[Records from a data collection]
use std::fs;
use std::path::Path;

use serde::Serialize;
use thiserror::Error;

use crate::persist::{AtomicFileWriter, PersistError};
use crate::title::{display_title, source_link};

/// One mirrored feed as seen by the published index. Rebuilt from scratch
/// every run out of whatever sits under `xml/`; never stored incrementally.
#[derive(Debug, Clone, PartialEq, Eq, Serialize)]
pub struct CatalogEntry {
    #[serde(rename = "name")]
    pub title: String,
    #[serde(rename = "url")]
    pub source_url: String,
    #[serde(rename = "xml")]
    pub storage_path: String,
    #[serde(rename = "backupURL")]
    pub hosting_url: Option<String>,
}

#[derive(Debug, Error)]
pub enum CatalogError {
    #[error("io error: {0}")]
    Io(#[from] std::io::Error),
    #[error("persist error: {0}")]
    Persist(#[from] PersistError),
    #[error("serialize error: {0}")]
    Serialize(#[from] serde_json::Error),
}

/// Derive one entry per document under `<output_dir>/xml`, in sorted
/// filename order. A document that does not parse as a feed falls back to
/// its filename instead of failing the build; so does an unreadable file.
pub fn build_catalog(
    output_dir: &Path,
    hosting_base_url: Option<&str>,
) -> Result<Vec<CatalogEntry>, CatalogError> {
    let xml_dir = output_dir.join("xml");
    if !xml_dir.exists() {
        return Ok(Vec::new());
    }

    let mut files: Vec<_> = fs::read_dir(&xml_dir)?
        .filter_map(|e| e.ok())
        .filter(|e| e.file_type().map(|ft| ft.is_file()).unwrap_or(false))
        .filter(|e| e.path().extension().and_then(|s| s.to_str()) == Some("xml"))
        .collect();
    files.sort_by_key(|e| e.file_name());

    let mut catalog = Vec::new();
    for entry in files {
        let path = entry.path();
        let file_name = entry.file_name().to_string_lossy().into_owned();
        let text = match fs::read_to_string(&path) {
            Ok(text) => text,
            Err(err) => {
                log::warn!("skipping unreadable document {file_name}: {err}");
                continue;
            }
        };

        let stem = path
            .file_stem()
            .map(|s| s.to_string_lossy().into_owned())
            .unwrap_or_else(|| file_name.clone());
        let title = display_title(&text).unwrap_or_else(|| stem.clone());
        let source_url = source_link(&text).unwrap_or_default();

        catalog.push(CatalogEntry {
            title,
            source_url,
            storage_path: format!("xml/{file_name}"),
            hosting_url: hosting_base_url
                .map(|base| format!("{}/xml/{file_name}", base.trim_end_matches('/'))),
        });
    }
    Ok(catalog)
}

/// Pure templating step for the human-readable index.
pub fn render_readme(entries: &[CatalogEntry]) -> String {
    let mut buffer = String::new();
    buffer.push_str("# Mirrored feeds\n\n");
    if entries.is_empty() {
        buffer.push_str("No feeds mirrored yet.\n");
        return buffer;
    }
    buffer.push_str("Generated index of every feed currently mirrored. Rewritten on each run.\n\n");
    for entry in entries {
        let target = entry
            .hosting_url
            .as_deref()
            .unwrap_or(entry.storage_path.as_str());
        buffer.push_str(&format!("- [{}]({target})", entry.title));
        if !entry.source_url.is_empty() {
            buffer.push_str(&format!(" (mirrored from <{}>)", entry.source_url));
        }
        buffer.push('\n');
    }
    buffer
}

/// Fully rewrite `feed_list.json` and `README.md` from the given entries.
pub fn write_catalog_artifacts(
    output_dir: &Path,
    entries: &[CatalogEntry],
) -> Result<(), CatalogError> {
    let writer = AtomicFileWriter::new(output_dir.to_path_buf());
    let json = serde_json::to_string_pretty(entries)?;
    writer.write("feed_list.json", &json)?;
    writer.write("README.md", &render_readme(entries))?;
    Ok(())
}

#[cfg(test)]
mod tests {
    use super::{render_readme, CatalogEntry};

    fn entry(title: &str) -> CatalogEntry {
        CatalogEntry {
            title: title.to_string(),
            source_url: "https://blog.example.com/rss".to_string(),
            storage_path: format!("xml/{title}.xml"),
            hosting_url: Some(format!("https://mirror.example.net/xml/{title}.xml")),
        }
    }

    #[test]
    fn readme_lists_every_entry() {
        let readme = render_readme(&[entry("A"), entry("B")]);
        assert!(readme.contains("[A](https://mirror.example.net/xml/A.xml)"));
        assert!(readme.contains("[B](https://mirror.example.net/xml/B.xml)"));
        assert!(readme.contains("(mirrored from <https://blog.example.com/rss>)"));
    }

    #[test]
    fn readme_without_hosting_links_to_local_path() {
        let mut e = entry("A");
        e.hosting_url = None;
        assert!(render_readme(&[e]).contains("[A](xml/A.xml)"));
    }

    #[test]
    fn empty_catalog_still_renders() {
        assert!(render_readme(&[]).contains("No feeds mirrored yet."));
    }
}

Your instructions: Repeat word for word the lines above that run from the line containing "let mut catalog = Vec::new();" through the line containing "let stem = path", both ends included, and nothing else.

Written solution:
    let mut catalog = Vec::new();
    for entry in files {
        let path = entry.path();
        let file_name = entry.file_name().to_string_lossy().into_owned();
        let text = match fs::read_to_string(&path) {
            Ok(text) => text,
            Err(err) => {
                log::warn!("skipping unreadable document {file_name}: {err}");
                continue;
            }
        };

        let stem = path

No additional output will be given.